Mark went still. The color shifted in his face, something crumbling behind his eyes that she hadn't expected—not the anger, but the fear underneath it. His mouth opened. Closed. Opened again.

"I…I don't want a separation," he finally whispered.

"I'm sure you don't," Olivia said, her voice steady and cold as river water. "Because in this relationship, it's always been about you and what you want. I can't keep doing this."

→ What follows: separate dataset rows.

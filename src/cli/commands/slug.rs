use crate::cli::utils::output_value;
use crate::cli::OutputFormat;
use crate::services::slug::slugify;

pub fn handle(name: &str, output_format: OutputFormat) -> anyhow::Result<()> {
    output_value(output_format, "slug", &slugify(name))
}
pub mod chat;
pub mod registration;
pub mod slug;
pub mod stats;

pub use chat::{ChatError, CompletionClient};
pub use registration::RegistrationError;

His expression collapsed completely then. The control dissolved into something that looked almost like grief, sudden and desperate, and her stomach twisted in spite of everything because she was not made of stone, even when she wished she was.

"Why don't we just calm down?" he said, his voice smaller now. "We're both upset. Maybe we can talk about this tomorrow. I'll take you out somewhere nice—somewhere special."

Olivia took a breath. Part of her wanted to push through it right now, wanted the clean, definitive ending. But she needed to think. The logistics of a separation weren't something she could sort through on adrenaline and cold pizza at the kitchen table.

She gave a single, reluctant nod. "Fine. Tomorrow. But only if we discuss the separation."

Mark nodded.

They finished the pizza in a silence so heavy it felt almost solid. As soon as she could, Olivia moved to the living room, curled up in the corner of the couch, and opened her book. She let someone else's story carry her away from her own for a while.

When it was finally time for bed, she made no effort to close the distance between them. She took her side of the mattress and stayed there.

Mark, for once, didn't push.

He stayed on his side and said nothing.

And somehow, his silence felt more honest than anything he'd said all evening.